Aconteceu no Rio. Pelo projeto Bolsonaro, inocente é o
assassino, que suspeitou ser o guarda-chuva uma arma e seu portador um
criminoso.
Mas neste projeto, com Sergio Moro como coautor, cabe
mais. Os
protestos de massa, que já espocaram no Equador, no Chile, na Bolívia,
agora na Colômbia, preocupam o governo e seus militares. É um
reconhecimento forçado de que não faltam motivos dados pelo governo para o
Brasil entrar na lista. Nesse caso, e se aprovado com brevidade, como quer
Bolsonaro, o projeto do crime liberado mostrará sua finalidade: fará uma
repressão aterradora.
Não se viu reação a esse projeto que é mais uma insanidade
moro-bolsonara. Nem incentivos à Câmara e ao Senado —até agora muito melhores
do que sua composição anterior— para a rejeição integral desse plano de
propagar mortandade nas classes desprezadas, mas não só aí. Não é fácil
compreender tamanha falta de energia, além de outras faltas.

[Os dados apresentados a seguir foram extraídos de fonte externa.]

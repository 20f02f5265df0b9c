//! Rolling history of visit ratios

use std::collections::VecDeque;

/// Default history length (~3 days of hourly polls)
pub const DEFAULT_HISTORY_CAPACITY: usize = 72;

/// Fixed-capacity, oldest-first window of observed ratios
#[derive(Debug, Clone)]
pub struct RatioHistory {
    values: VecDeque<f64>,
    capacity: usize,
}

impl RatioHistory {
    pub fn new(capacity: usize) -> Self {
        let capacity = capacity.max(1);
        Self {
            values: VecDeque::with_capacity(capacity),
            capacity,
        }
    }

    /// Seed the window, keeping only the newest `capacity` values
    pub fn from_values(values: impl IntoIterator<Item = f64>, capacity: usize) -> Self {
        let mut history = Self::new(capacity);
        for value in values {
            history.push(value);
        }
        history
    }

    /// Append a ratio, evicting the oldest one when full
    pub fn push(&mut self, value: f64) {
        while self.values.len() >= self.capacity {
            self.values.pop_front();
        }
        self.values.push_back(value);
    }

    pub fn len(&self) -> usize {
        self.values.len()
    }

    pub fn is_empty(&self) -> bool {
        self.values.is_empty()
    }

    pub fn capacity(&self) -> usize {
        self.capacity
    }

    pub fn latest(&self) -> Option<f64> {
        self.values.back().copied()
    }

    /// Contiguous copy of the window, oldest first
    pub fn to_vec(&self) -> Vec<f64> {
        self.values.iter().copied().collect()
    }
}

impl Default for RatioHistory {
    fn default() -> Self {
        Self::new(DEFAULT_HISTORY_CAPACITY)
    }
}
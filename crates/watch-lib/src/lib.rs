//! Core library for the pizza watcher
//!
//! This crate provides the core functionality for:
//! - Querying the Overpass API for pizza places around a fixed location
//! - Turning each poll into a visits-per-place observation
//! - Seasonal anomaly detection over the observation history
//! - Persisting observations and the set of known places
//! - Health checks and observability

pub mod anomaly;
pub mod error;
pub mod health;
pub mod models;
pub mod monitor;
pub mod observability;
pub mod overpass;
pub mod store;
pub mod visits;

pub use error::{Result, WatchError};
pub use health::{
    ComponentHealth, ComponentStatus, HealthRegistry, HealthResponse, ReadinessResponse,
};
pub use models::*;
pub use observability::{StructuredLogger, WatchMetrics};
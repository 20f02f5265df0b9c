//! Configuration management for the CLI
//!
//! Values in `~/.config/pwatch/config.json` act as defaults; flags and
//! environment variables win over them.

use anyhow::{Context, Result};
use clap::ValueEnum;
use serde::{Deserialize, Serialize};
use std::path::{Path, PathBuf};

use crate::output::OutputFormat;

/// CLI configuration
#[derive(Debug, Clone, Serialize, Deserialize, Default)]
pub struct Config {
    /// Watcher API endpoint URL
    pub api_url: Option<String>,
    /// Stats log to read
    pub stats_file: Option<PathBuf>,
    /// Known-places ledger to compare against
    pub known_file: Option<PathBuf>,
    /// Default output format (`table` or `json`)
    pub default_format: Option<String>,
}

impl Config {
    /// Load configuration from the default location
    pub fn load() -> Result<Self> {
        match Self::config_path() {
            Some(path) => Self::load_from(&path),
            None => Ok(Self::default()),
        }
    }

    /// Load configuration from `path`; a missing file gives the defaults
    pub fn load_from(path: &Path) -> Result<Self> {
        if !path.exists() {
            return Ok(Self::default());
        }

        let content = std::fs::read_to_string(path)
            .with_context(|| format!("Failed to read config file {}", path.display()))?;

        serde_json::from_str(&content)
            .with_context(|| format!("Failed to parse config file {}", path.display()))
    }

    /// Output format from the config file, if it names a valid one
    pub fn format(&self) -> Result<Option<OutputFormat>> {
        self.default_format
            .as_deref()
            .map(|f| {
                OutputFormat::from_str(f, true)
                    .map_err(|e| anyhow::anyhow!("Invalid default_format in config: {}", e))
            })
            .transpose()
    }

    /// Get the configuration file path
    fn config_path() -> Option<PathBuf> {
        dirs_next::home_dir().map(|home| home.join(".config").join("pwatch").join("config.json"))
    }
}

#[cfg(test)]
mod tests {
    use super::*;
    use tempfile::TempDir;

    #[test]
    fn test_missing_config_is_default() {
        let dir = TempDir::new().unwrap();
        let config = Config::load_from(&dir.path().join("config.json")).unwrap();
        assert!(config.api_url.is_none());
        assert!(config.format().unwrap().is_none());
    }

    #[test]
    fn test_load_config_file() {
        let dir = TempDir::new().unwrap();
        let path = dir.path().join("config.json");
        std::fs::write(
            &path,
            r#"{"api_url": "http://watcher:8080", "stats_file": "/var/lib/pizza/stats.csv", "default_format": "json"}"#,
        )
        .unwrap();

        let config = Config::load_from(&path).unwrap();
        assert_eq!(config.api_url.as_deref(), Some("http://watcher:8080"));
        assert_eq!(
            config.stats_file,
            Some(PathBuf::from("/var/lib/pizza/stats.csv"))
        );
        assert_eq!(config.format().unwrap(), Some(OutputFormat::Json));
    }

    #[test]
    fn test_invalid_format_rejected() {
        let config = Config {
            default_format: Some("yaml".to_string()),
            ..Config::default()
        };
        assert!(config.format().is_err());
    }

    #[test]
    fn test_malformed_config_is_error() {
        let dir = TempDir::new().unwrap();
        let path = dir.path().join("config.json");
        std::fs::write(&path, "{not json").unwrap();
        assert!(Config::load_from(&path).is_err());
    }
}
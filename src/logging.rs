//! Diagnostic logging using tracing.
//!
//! Everything goes to stderr; the app writes nothing to disk. The filter comes
//! from `log_level` in `config.json` and defaults to `alert_forge=info,warn`.

use tracing_subscriber::{fmt, prelude::*, EnvFilter};

use crate::config::DEFAULT_LOG_FILTER;

/// Build the filter for a configured level, falling back to the default on a bad directive.
pub fn build_filter(level: &str) -> EnvFilter {
    EnvFilter::try_new(level).unwrap_or_else(|_| EnvFilter::new(DEFAULT_LOG_FILTER))
}

/// Install the global subscriber. Safe to call more than once; later calls are ignored.
pub fn init(level: &str) {
    let result = tracing_subscriber::registry()
        .with(build_filter(level))
        .with(
            fmt::layer()
                .with_writer(std::io::stderr)
                .with_target(true)
                .with_timer(fmt::time::ChronoLocal::new("%H:%M:%S%.3f".to_string())),
        )
        .try_init();

    match result {
        Ok(()) => tracing::debug!("Logging initialized with filter `{}`", level),
        Err(e) => eprintln!("Logging already initialized: {}", e),
    }
}

#[cfg(test)]
mod tests {
    use super::*;

    #[test]
    fn test_valid_filter_is_kept() {
        let filter = build_filter("alert_forge=debug");
        assert_eq!(filter.to_string(), "alert_forge=debug");
    }

    #[test]
    fn test_invalid_filter_falls_back() {
        let filter = build_filter("alert_forge=notalevel");
        assert_eq!(filter.to_string(), EnvFilter::new(DEFAULT_LOG_FILTER).to_string());
    }
}
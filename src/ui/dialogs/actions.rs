//! Dialog action types - dialogs return actions instead of mutating state directly.
//!
//! The alert dialog never hides itself. It reports how the user dismissed it
//! and the app decides what to do with that.

/// Which control dismissed the alert.
#[derive(Debug, Clone, Copy, PartialEq, Eq)]
pub enum CloseReason {
    /// The window-style close button in the title bar.
    TitleBar,
    /// The OK button in the footer.
    OkButton,
    /// A click on the dimmed backdrop outside the dialog box.
    Backdrop,
}

/// Actions that dialogs can return to the main application.
#[derive(Debug, Clone, Copy, PartialEq, Eq)]
pub enum DialogAction {
    CloseAlert(CloseReason),
}
//! Root presentation context shared by the form page and the alert dialog.
//!
//! The page owns two pieces of shared state: the set of theme markers on the
//! root (currently only `"dark"`), and whether the page may scroll. Scrolling
//! is only ever suspended through a [`ScrollLock`] guard, so a dialog that goes
//! away by any path releases it.

use std::cell::RefCell;
use std::collections::BTreeSet;
use std::rc::Rc;

/// Marker present on the root while the page is in dark mode.
pub const DARK_MARKER: &str = "dark";

/// Page context handle. UI-thread only.
pub type SharedPage = Rc<RefCell<PageContext>>;

#[derive(Debug, Default)]
pub struct PageContext {
    markers: BTreeSet<&'static str>,
    scroll_locks: usize,
}

impl PageContext {
    pub fn shared() -> SharedPage {
        Rc::new(RefCell::new(PageContext::default()))
    }

    pub fn has_marker(&self, marker: &str) -> bool {
        self.markers.contains(marker)
    }

    pub fn set_marker(&mut self, marker: &'static str, present: bool) {
        if present {
            self.markers.insert(marker);
        } else {
            self.markers.remove(marker);
        }
    }

    pub fn markers(&self) -> impl Iterator<Item = &'static str> + '_ {
        self.markers.iter().copied()
    }

    pub fn scroll_enabled(&self) -> bool {
        self.scroll_locks == 0
    }
}

/// Holds page scrolling suspended for as long as it lives.
#[derive(Debug)]
pub struct ScrollLock {
    page: SharedPage,
}

impl ScrollLock {
    pub fn acquire(page: &SharedPage) -> Self {
        page.borrow_mut().scroll_locks += 1;
        Self {
            page: Rc::clone(page),
        }
    }
}

impl Drop for ScrollLock {
    fn drop(&mut self) {
        let mut page = self.page.borrow_mut();
        page.scroll_locks = page.scroll_locks.saturating_sub(1);
    }
}

#[cfg(test)]
mod tests {
    use super::*;

    #[test]
    fn test_scroll_lock_restores_on_drop() {
        let page = PageContext::shared();
        assert!(page.borrow().scroll_enabled());
        {
            let _lock = ScrollLock::acquire(&page);
            assert!(!page.borrow().scroll_enabled());
        }
        assert!(page.borrow().scroll_enabled());
    }

    #[test]
    fn test_overlapping_locks() {
        let page = PageContext::shared();
        let first = ScrollLock::acquire(&page);
        let second = ScrollLock::acquire(&page);
        drop(first);
        assert!(!page.borrow().scroll_enabled());
        drop(second);
        assert!(page.borrow().scroll_enabled());
    }

    #[test]
    fn test_lock_released_during_unwind() {
        let page = PageContext::shared();
        let inner = Rc::clone(&page);
        let result = std::panic::catch_unwind(std::panic::AssertUnwindSafe(move || {
            let _lock = ScrollLock::acquire(&inner);
            panic!("dialog torn down abruptly");
        }));
        assert!(result.is_err());
        assert!(page.borrow().scroll_enabled());
    }

    #[test]
    fn test_markers() {
        let page = PageContext::shared();
        page.borrow_mut().set_marker(DARK_MARKER, true);
        assert!(page.borrow().has_marker(DARK_MARKER));
        page.borrow_mut().set_marker(DARK_MARKER, false);
        assert_eq!(page.borrow().markers().count(), 0);
    }
}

Passa-se quase o mesmo com o julgamento
iniciado no Supremo e a continuar nesta semana. É verdade que os babados da
questão dão-lhe indumentária confusa, que a imprensa em geral não esclareceu o
suficiente, imaginando um favorecimento de Dias Toffoli a Flávio Bolsonaro; os
procuradores procuraram ampliar esse equívoco, e o próprio Supremo mais
embaralhou do que clareou. Por trás da confusão, porém, sua causa e a
ameaça não se escondem.
Um
recurso de Flávio Bolsonaro deu a Toffoli a oportunidade de interromper o
tráfico de informações sigilosas, sobre a vida financeira de milhares de
contribuintes, entre procuradores da República e estaduais, Polícia Federal e a
fornecedora UIF (o antigo Coaf). Essas quebras de sigilo obrigatório são
pedidas e passadas, para alegadas investigações, sem autorização judicial. A
medida de Toffoli interrompeu os inquéritos alimentados pelo tráfico de
informações, até a decisão que o Supremo agora providencia.

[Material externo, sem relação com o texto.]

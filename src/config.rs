use directories::ProjectDirs;
use serde::{Deserialize, Serialize};
use std::fs;
use std::io::ErrorKind;
use std::path::{Path, PathBuf};

use crate::error::ConfigError;

// Default configuration
pub const DEFAULT_SOUND_PATH: &str = "assets/sounds/windows_error.mp3";
pub const DEFAULT_LOG_FILTER: &str = "alert_forge=info,warn";
pub const DEFAULT_TITLE: &str = "Erreur d'application";
pub const DEFAULT_MESSAGE: &str = "Une erreur inattendue s'est produite. Veuillez contacter \
l'administrateur système ou réessayer plus tard.\n\nCode d'erreur: 0x80070005";

/// An external program able to play the sound file, tried in order.
/// The sound path is appended as the last argument.
#[derive(Serialize, Deserialize, Clone, Debug, PartialEq, Eq)]
pub struct PlayerCommand {
    pub program: String,
    #[serde(default)]
    pub args: Vec<String>,
}

impl PlayerCommand {
    pub fn new(program: &str, args: &[&str]) -> Self {
        Self {
            program: program.to_string(),
            args: args.iter().map(|a| a.to_string()).collect(),
        }
    }
}

#[derive(Serialize, Deserialize, Clone, Debug, PartialEq)]
#[serde(default)]
pub struct SoundConfig {
    pub enabled: bool,
    pub path: PathBuf,
    pub players: Vec<PlayerCommand>,
}

impl Default for SoundConfig {
    fn default() -> Self {
        Self {
            enabled: true,
            path: PathBuf::from(DEFAULT_SOUND_PATH),
            players: vec![
                PlayerCommand::new("ffplay", &["-nodisp", "-autoexit", "-loglevel", "quiet"]),
                PlayerCommand::new("mpg123", &["-q"]),
                PlayerCommand::new("paplay", &[]),
                PlayerCommand::new("pw-play", &[]),
                PlayerCommand::new("afplay", &[]),
            ],
        }
    }
}

#[derive(Serialize, Deserialize, Clone, Debug, PartialEq)]
#[serde(default)]
pub struct WindowConfig {
    pub width: f32,
    pub height: f32,
}

impl Default for WindowConfig {
    fn default() -> Self {
        Self {
            width: 720.0,
            height: 760.0,
        }
    }
}

/// Initial contents of the form. `icon` is a machine name (`error`,
/// `warning`, `info`, `question`).
#[derive(Serialize, Deserialize, Clone, Debug, PartialEq)]
#[serde(default)]
pub struct DefaultContent {
    pub title: String,
    pub message: String,
    pub icon: String,
}

impl Default for DefaultContent {
    fn default() -> Self {
        Self {
            title: DEFAULT_TITLE.to_string(),
            message: DEFAULT_MESSAGE.to_string(),
            icon: "error".to_string(),
        }
    }
}

#[derive(Serialize, Deserialize, Clone, Debug, PartialEq)]
#[serde(default)]
pub struct AppConfig {
    pub window: WindowConfig,
    pub sound: SoundConfig,
    pub log_level: String,
    pub defaults: DefaultContent,
}

impl Default for AppConfig {
    fn default() -> Self {
        Self {
            window: WindowConfig::default(),
            sound: SoundConfig::default(),
            log_level: DEFAULT_LOG_FILTER.to_string(),
            defaults: DefaultContent::default(),
        }
    }
}

pub fn config_path() -> Option<PathBuf> {
    ProjectDirs::from("com", "alert-forge", "alert-forge")
        .map(|proj| proj.config_dir().join("config.json"))
}

/// Load the user's config. A missing file is not an error; it yields defaults.
/// The file is only ever read.
pub fn load_config() -> Result<AppConfig, ConfigError> {
    match config_path() {
        Some(path) => load_config_from(&path),
        None => Ok(AppConfig::default()),
    }
}

pub fn load_config_from(path: &Path) -> Result<AppConfig, ConfigError> {
    match fs::read_to_string(path) {
        Ok(content) => parse_config(&content),
        Err(e) if e.kind() == ErrorKind::NotFound => Ok(AppConfig::default()),
        Err(source) => Err(ConfigError::Read {
            path: path.to_path_buf(),
            source,
        }),
    }
}

pub fn parse_config(content: &str) -> Result<AppConfig, ConfigError> {
    Ok(serde_json::from_str(content)?)
}
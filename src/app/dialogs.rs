//! Dialog rendering orchestration

use eframe::egui;
use tracing::debug;

use super::AlertForgeApp;
use crate::ui::dialogs::DialogAction;

impl AlertForgeApp {
    /// Render all dialogs and handle their actions
    pub(super) fn render_dialogs(&mut self, ctx: &egui::Context) {
        let actions = self.dialogs.render(ctx, &self.state.content);

        for action in actions {
            self.handle_dialog_action(action);
        }
    }

    fn handle_dialog_action(&mut self, action: DialogAction) {
        match action {
            DialogAction::CloseAlert(reason) => {
                debug!("Alert dismissed via {:?}", reason);
                self.close_dialog();
            }
        }
    }
}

O que ocorre é, pois, um confronto entre desejo de poder e,
de outra parte, direitos civis. Os procuradores e a Polícia Federal querem o
poder de requisitar dados pessoais e empresariais sigilosos, por exemplo de
imposto de renda, e deles se valerem à vontade. Sem depender da autorização de
juízes. Mas esses dados integram o direito à privacidade pessoal e à segurança
empresarial, não devendo estar sujeitos a manipulações que nem sempre serão
isentas de propósitos reprováveis. O direito de entrar na vida de qualquer, com
ou sem motivo justificável, expõe todo cidadão a arbitrariedades e perda de
direitos, que a Lava Jato cometeu e exibiu sem cessar.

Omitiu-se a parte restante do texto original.